Task requirements –
In the entries below, find the string "storage" and return each line holding it.

Supplied material –

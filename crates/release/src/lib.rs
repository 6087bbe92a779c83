//! Release storage interface and the superseded -> deployed version transition.
//!
//! A transition is two independent store writes: the current version is marked
//! `superseded`, then the successor is created as `deployed`. Nothing makes the pair atomic.
//! If the create fails the release has no deployed version until [`reconcile`] restores the
//! superseded one (or another actor writes a newer version).

#![forbid(unsafe_code)]

use chrono::{DateTime, Utc};
use mapkubeapis_core::{MapEvent, ReleaseStatus, ReleaseVersion, Reporter};
use metrics::counter;
use thiserror::Error;

mod memory;

pub use memory::{FailPoint, MemoryStore, OperationCounts};

pub type BoxError = Box<dyn std::error::Error + Send + Sync + 'static>;

#[derive(Debug, Error)]
pub enum StoreError {
    #[error("release '{name}' not found")]
    NotFound { name: String },
    #[error("release version '{version_name}' already exists")]
    AlreadyExists { version_name: String },
    #[error("release record could not be encoded or decoded")]
    Codec(#[source] BoxError),
    #[error("release storage backend error")]
    Backend(#[source] BoxError),
}

/// Where release versions live (Secrets, ConfigMaps, memory, ...).
#[async_trait::async_trait]
pub trait ReleaseStore: Send + Sync {
    /// Highest stored version of `name`.
    async fn last(&self, name: &str) -> Result<ReleaseVersion, StoreError>;

    /// Overwrite the stored record for `release.name` / `release.version`.
    async fn update(&self, release: &ReleaseVersion) -> Result<(), StoreError>;

    /// Store a record that must not exist yet.
    async fn create(&self, release: &ReleaseVersion) -> Result<(), StoreError>;

    fn now(&self) -> DateTime<Utc> {
        Utc::now()
    }
}

#[derive(Debug, Error)]
pub enum ReleaseError {
    #[error("failed to update release version '{version}'")]
    Supersede {
        version: String,
        #[source]
        source: StoreError,
    },
    #[error("failed to create new release version '{version}'; '{superseded}' stays superseded and the release has no deployed version until it is reconciled")]
    Create {
        superseded: String,
        version: String,
        #[source]
        source: StoreError,
    },
    #[error("failed to get release '{name}' latest version")]
    Fetch {
        name: String,
        #[source]
        source: StoreError,
    },
    #[error("failed to restore release version '{version}' to deployed")]
    Restore {
        version: String,
        #[source]
        source: StoreError,
    },
}

/// Supersede `current` and store its successor carrying `manifest`. Returns the new version.
///
/// `current` itself is never mutated; the superseded copy is what gets written.
pub async fn transition<S>(
    store: &S,
    current: &ReleaseVersion,
    manifest: String,
    reporter: &dyn Reporter,
) -> Result<ReleaseVersion, ReleaseError>
where
    S: ReleaseStore + ?Sized,
{
    let current_name = current.version_name();
    reporter.report(MapEvent::Superseding { version_name: current_name.clone() });
    let superseded = current.with_status(ReleaseStatus::Superseded);
    if let Err(source) = store.update(&superseded).await {
        counter!("mapkubeapis_release_transition_errors_total", 1u64);
        return Err(ReleaseError::Supersede { version: current_name, source });
    }
    reporter.report(MapEvent::Superseded { version_name: current_name.clone() });

    let next = current.successor(manifest, store.now());
    let next_name = next.version_name();
    reporter.report(MapEvent::Creating { version_name: next_name.clone() });
    if let Err(source) = store.create(&next).await {
        counter!("mapkubeapis_release_transition_errors_total", 1u64);
        return Err(ReleaseError::Create { superseded: current_name, version: next_name, source });
    }
    reporter.report(MapEvent::Created { version_name: next_name });
    counter!("mapkubeapis_release_transitions_total", 1u64);
    Ok(next)
}

/// Repair the state a failed [`transition`] leaves behind.
///
/// When the latest version of `name` is `superseded` it is written back as `deployed` and
/// returned. Any other status is left alone and `None` is returned.
pub async fn reconcile<S>(store: &S, name: &str, reporter: &dyn Reporter) -> Result<Option<ReleaseVersion>, ReleaseError>
where
    S: ReleaseStore + ?Sized,
{
    let latest = store
        .last(name)
        .await
        .map_err(|source| ReleaseError::Fetch { name: name.to_string(), source })?;
    let version_name = latest.version_name();
    if latest.status() != ReleaseStatus::Superseded {
        reporter.report(MapEvent::NothingToReconcile { version_name, status: latest.status() });
        return Ok(None);
    }
    let restored = latest.with_status(ReleaseStatus::Deployed);
    store
        .update(&restored)
        .await
        .map_err(|source| ReleaseError::Restore { version: version_name.clone(), source })?;
    reporter.report(MapEvent::Restored { version_name });
    Ok(Some(restored))
}
use std::path::PathBuf;
use std::str::FromStr;

use anyhow::{Context, Result};
use clap::{ArgAction, Parser};
use mapkubeapis_api::{MapOptions, MapOutcome};
use mapkubeapis_core::TracingReporter;
use mapkubeapis_kubehub::{Driver, KubeConfig};
use tracing::{error, info};

/// Map release deprecated or removed Kubernetes APIs in-place.
#[derive(Parser, Debug)]
#[command(name = "mapkubeapis", version, about = "Map deprecated or removed Kubernetes APIs in a Helm release")]
struct Cli {
    /// Release to map
    release: String,

    /// Simulate the mapping without writing a new release version
    #[arg(long = "dry-run", action = ArgAction::SetTrue)]
    dry_run: bool,

    /// Path to the API mapping file
    #[arg(long = "mapfile", default_value = "config/Map.yaml")]
    map_file: PathBuf,

    /// Namespace of the release
    #[arg(long = "namespace", env = "HELM_NAMESPACE", default_value = "default")]
    namespace: String,

    /// Name of the kubeconfig context to use
    #[arg(long = "kube-context", env = "HELM_KUBECONTEXT")]
    kube_context: Option<String>,

    /// Path to the kubeconfig file
    #[arg(long = "kubeconfig", env = "KUBECONFIG")]
    kubeconfig: Option<PathBuf>,

    /// Release storage driver: secret or configmap
    #[arg(long = "driver", env = "HELM_DRIVER", default_value = "secret")]
    driver: String,

    /// Restore the latest release version to 'deployed' after an interrupted mapping
    #[arg(long = "reconcile", action = ArgAction::SetTrue, conflicts_with = "dry_run")]
    reconcile: bool,
}

fn init_tracing() {
    let env = std::env::var("MAPKUBEAPIS_LOG").unwrap_or_else(|_| "info".to_string());
    let filter = tracing_subscriber::EnvFilter::from_str(&env).unwrap_or_else(|_| tracing_subscriber::EnvFilter::new("info"));
    tracing_subscriber::fmt().with_env_filter(filter).with_target(true).init();
}

fn options(cli: &Cli) -> Result<MapOptions> {
    // KUBECONFIG may hold a path list; the first entry wins
    let kubeconfig = cli
        .kubeconfig
        .as_ref()
        .and_then(|p| std::env::split_paths(p).next())
        .filter(|p| !p.as_os_str().is_empty());
    Ok(MapOptions {
        dry_run: cli.dry_run,
        kube_config: KubeConfig { context: cli.kube_context.clone(), file: kubeconfig },
        map_file: cli.map_file.clone(),
        release_name: cli.release.clone(),
        release_namespace: cli.namespace.clone(),
        driver: Driver::from_str(&cli.driver).context("invalid --driver")?,
    })
}

#[tokio::main]
async fn main() -> Result<()> {
    init_tracing();
    let cli = Cli::parse();
    let opts = options(&cli)?;
    let reporter = TracingReporter;
    info!(release = %opts.release_name, namespace = %opts.release_namespace, dry_run = opts.dry_run, driver = %opts.driver, "mapkubeapis invoked");

    if cli.reconcile {
        match mapkubeapis_api::run_reconcile(&opts, &reporter).await {
            Ok(Some(restored)) => info!(version = %restored.version_name(), "release reconciled"),
            Ok(None) => {}
            Err(e) => {
                error!(error = ?e, "reconcile failed");
                return Err(e);
            }
        }
        return Ok(());
    }

    match mapkubeapis_api::run(&opts, &reporter).await {
        Ok(MapOutcome::Unchanged) => {}
        Ok(MapOutcome::DryRun { rewritten, removed }) => {
            info!(rewritten, removed, "dry run complete; release not modified")
        }
        Ok(MapOutcome::Updated { superseded, created }) => info!(superseded = %superseded, created = %created, "mapping complete"),
        Err(e) => {
            error!(error = ?e, "mapping failed");
            return Err(e);
        }
    }
    Ok(())
}
use std::collections::BTreeMap;
use std::fmt;

use chrono::{DateTime, Utc};
use serde::{Deserialize, Serialize};
use serde_json::{Map, Value as Json};

use crate::UPGRADE_DESCRIPTION;

#[derive(Debug, Clone, Copy, Default, Serialize, Deserialize, PartialEq, Eq)]
#[serde(rename_all = "kebab-case")]
pub enum ReleaseStatus {
    #[default]
    Unknown,
    Deployed,
    Uninstalled,
    Superseded,
    Failed,
    Uninstalling,
    PendingInstall,
    PendingUpgrade,
    PendingRollback,
}

impl ReleaseStatus {
    pub fn as_str(&self) -> &'static str {
        match self {
            ReleaseStatus::Unknown => "unknown",
            ReleaseStatus::Deployed => "deployed",
            ReleaseStatus::Uninstalled => "uninstalled",
            ReleaseStatus::Superseded => "superseded",
            ReleaseStatus::Failed => "failed",
            ReleaseStatus::Uninstalling => "uninstalling",
            ReleaseStatus::PendingInstall => "pending-install",
            ReleaseStatus::PendingUpgrade => "pending-upgrade",
            ReleaseStatus::PendingRollback => "pending-rollback",
        }
    }
}

impl fmt::Display for ReleaseStatus {
    fn fmt(&self, f: &mut fmt::Formatter<'_>) -> fmt::Result {
        f.write_str(self.as_str())
    }
}

/// Release bookkeeping. Fields not modelled here (first_deployed, notes, ...) ride along in `rest`.
#[derive(Debug, Clone, Default, Serialize, Deserialize, PartialEq)]
pub struct ReleaseInfo {
    #[serde(default)]
    pub status: ReleaseStatus,
    #[serde(default)]
    pub description: String,
    #[serde(default, skip_serializing_if = "Option::is_none")]
    pub last_deployed: Option<DateTime<Utc>>,
    #[serde(flatten)]
    pub rest: Map<String, Json>,
}

/// One stored version of a release.
///
/// Chart, values, hooks and anything else the store keeps are carried opaquely in `rest`
/// so that a record read from a store can be written back without loss.
#[derive(Debug, Clone, Default, Serialize, Deserialize, PartialEq)]
pub struct ReleaseVersion {
    pub name: String,
    #[serde(default)]
    pub namespace: String,
    pub version: u32,
    #[serde(default)]
    pub manifest: String,
    #[serde(default)]
    pub info: ReleaseInfo,
    /// User labels kept on the storage object rather than in the payload.
    #[serde(skip)]
    pub labels: BTreeMap<String, String>,
    #[serde(flatten)]
    pub rest: Map<String, Json>,
}

impl ReleaseVersion {
    /// `<name>.v<version>`, used in logs and diagnostics.
    pub fn version_name(&self) -> String {
        format!("{}.v{}", self.name, self.version)
    }

    pub fn status(&self) -> ReleaseStatus {
        self.info.status
    }

    /// A copy of this record with a different status.
    pub fn with_status(&self, status: ReleaseStatus) -> Self {
        let mut out = self.clone();
        out.info.status = status;
        out
    }

    /// Build the next version of this release carrying `manifest`.
    ///
    /// The successor is assembled field by field; `self` is never touched.
    pub fn successor(&self, manifest: String, now: DateTime<Utc>) -> Self {
        Self {
            name: self.name.clone(),
            namespace: self.namespace.clone(),
            version: self.version + 1,
            manifest,
            info: ReleaseInfo {
                status: ReleaseStatus::Deployed,
                description: UPGRADE_DESCRIPTION.to_string(),
                last_deployed: Some(now),
                rest: self.info.rest.clone(),
            },
            labels: self.labels.clone(),
            rest: self.rest.clone(),
        }
    }
}
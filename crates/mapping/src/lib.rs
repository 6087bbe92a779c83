//! Deprecated/removed Kubernetes API mapping: rule model, version gate, rule engine and
//! change detection over decoded manifest documents.

#![forbid(unsafe_code)]

use std::path::{Path, PathBuf};

use mapkubeapis_core::{ApiIdentifier, Document, DocumentSequence, MapEvent, Reporter, API_VERSION_FIELD};
use metrics::counter;
use serde_yaml::Value as Yaml;
use thiserror::Error;

mod mapfile;
mod version;

pub use mapfile::{load_mapfile, parse_mapfile, MappingMetadata, MappingRule};
pub use version::{is_applicable, KubeVersion};

#[derive(Debug, Error)]
pub enum MappingError {
    #[error("invalid semantic version '{value}'")]
    InvalidVersion { value: String },
    #[error("failed to get the deprecated or removed Kubernetes version for API '{api}': '{value}' is not a valid semantic version")]
    InvalidThreshold { api: ApiIdentifier, value: String },
    #[error("failed to load mapping file: {}", path.display())]
    MapFile {
        path: PathBuf,
        #[source]
        source: std::io::Error,
    },
    #[error("failed to parse mapping file")]
    MapFileParse {
        #[source]
        source: serde_yaml::Error,
    },
    #[error("invalid mapping rule #{index}: {reason}")]
    InvalidRule { index: usize, reason: String },
    #[error("invalid mapping file: {}", path.display())]
    InvalidMapFile {
        path: PathBuf,
        #[source]
        source: Box<MappingError>,
    },
}

impl MappingError {
    fn in_file(self, path: &Path) -> Self {
        MappingError::InvalidMapFile { path: path.to_path_buf(), source: Box::new(self) }
    }
}

/// Apply `rules` in order to `docs`.
///
/// Rules that are not yet in force on `cluster` are skipped. For the rest, every document whose
/// `apiVersion` and `kind` equal the deprecated API is either rewritten to the successor
/// `apiVersion` or, when the rule has no successor, dropped. Survivors keep their relative order.
pub fn apply_rules(
    rules: &MappingMetadata,
    mut docs: DocumentSequence,
    cluster: &KubeVersion,
    reporter: &dyn Reporter,
) -> Result<DocumentSequence, MappingError> {
    for rule in &rules.mappings {
        let api = &rule.deprecated_api;
        if !is_applicable(rule, cluster)? {
            counter!("mapkubeapis_rules_skipped_total", 1u64);
            reporter.report(MapEvent::RuleSkipped { api: api.clone(), threshold: rule.threshold().to_string() });
            continue;
        }
        match rule.successor() {
            None => {
                let count = remove_matching(&mut docs, api);
                if count > 0 {
                    counter!("mapkubeapis_documents_removed_total", count as u64);
                    reporter.report(MapEvent::Removed { api: api.clone(), count });
                }
            }
            Some(new_api) => {
                let count = rewrite_matching(&mut docs, api, new_api);
                if count > 0 {
                    counter!("mapkubeapis_documents_rewritten_total", count as u64);
                    reporter.report(MapEvent::Rewritten { api: api.clone(), new_api: new_api.clone(), count });
                }
            }
        }
    }
    Ok(docs)
}

fn remove_matching(docs: &mut DocumentSequence, api: &ApiIdentifier) -> usize {
    let before = docs.len();
    docs.retain(|doc| !api.matches(doc));
    before - docs.len()
}

fn rewrite_matching(docs: &mut [Document], api: &ApiIdentifier, new_api: &ApiIdentifier) -> usize {
    let new_version = Yaml::String(new_api.api_version());
    let mut count = 0;
    for doc in docs.iter_mut().filter(|doc| api.matches(doc)) {
        doc.insert(Yaml::String(API_VERSION_FIELD.to_string()), new_version.clone());
        count += 1;
    }
    count
}

/// True when `modified` differs from `original` in length, order or any document field.
pub fn has_changed(original: &[Document], modified: &[Document]) -> bool {
    original != modified
}
use serde::Deserialize;

/// Bookmark as reported by the Readeck API. Unknown fields are ignored,
/// absent fields default to empty.
#[derive(Debug, Clone, Default, PartialEq, Eq, Deserialize)]
#[serde(default)]
pub struct RawBookmark {
    pub id: String,
    pub url: String,
    pub title: String,
    pub labels: Vec<String>,
    pub is_marked: bool,
    pub is_archived: bool,
    pub href: String,
}

/// Logical action bindings carried by a search record. The host decides how
/// to execute open/copy; archive and delete route back through the service.
#[derive(Debug, Clone, PartialEq, Eq)]
pub enum BookmarkAction {
    OpenInReadeck { url: String },
    OpenSourceUrl { url: String },
    CopyUrl { url: String },
    Archive { id: String },
    Delete { id: String },
}

#[derive(Debug, Clone, PartialEq, Eq)]
pub struct SearchRecord {
    pub id: String,
    pub title: String,
    pub subtitle: String,
    pub url: String,
    pub filter: String,
    pub actions: Vec<BookmarkAction>,
    normalized_filter: String,
}

impl SearchRecord {
    pub fn from_raw(raw: &RawBookmark) -> Self {
        let display = if raw.title.is_empty() {
            raw.url.clone()
        } else {
            raw.title.clone()
        };
        // Star marks favourites, like the Readeck UI does.
        let title = if raw.is_marked {
            format!("⭐ {display}")
        } else {
            display
        };

        let labels = raw.labels.join(",");
        let subtitle = format!("{labels}: {}", raw.url);
        let filter = format!("{},{},{labels}", raw.url, raw.title);
        let normalized_filter = normalize_for_search(&filter);

        let actions = vec![
            BookmarkAction::OpenInReadeck {
                url: reader_url(&raw.href),
            },
            BookmarkAction::OpenSourceUrl {
                url: raw.url.clone(),
            },
            BookmarkAction::CopyUrl {
                url: raw.url.clone(),
            },
            BookmarkAction::Archive { id: raw.id.clone() },
            BookmarkAction::Delete { id: raw.id.clone() },
        ];

        Self {
            id: raw.id.clone(),
            title,
            subtitle,
            url: raw.url.clone(),
            filter,
            actions,
            normalized_filter,
        }
    }

    pub fn normalized_filter(&self) -> &str {
        &self.normalized_filter
    }
}

/// The API self-link points at `/api/bookmarks/{id}`; the reader view lives
/// at the same path without the `/api` segment.
pub fn reader_url(href: &str) -> String {
    href.replacen("/api", "", 1)
}

pub fn normalize_for_search(input: &str) -> String {
    input
        .chars()
        .filter(|c| !c.is_whitespace())
        .flat_map(|c| c.to_lowercase())
        .collect()
}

Answer box –
//! Release storage interface and the superseded -> deployed version transition.
    #[error("release storage backend error")]
    /// Release storage driver: secret or configmap
    /// User labels kept on the storage object rather than in the payload.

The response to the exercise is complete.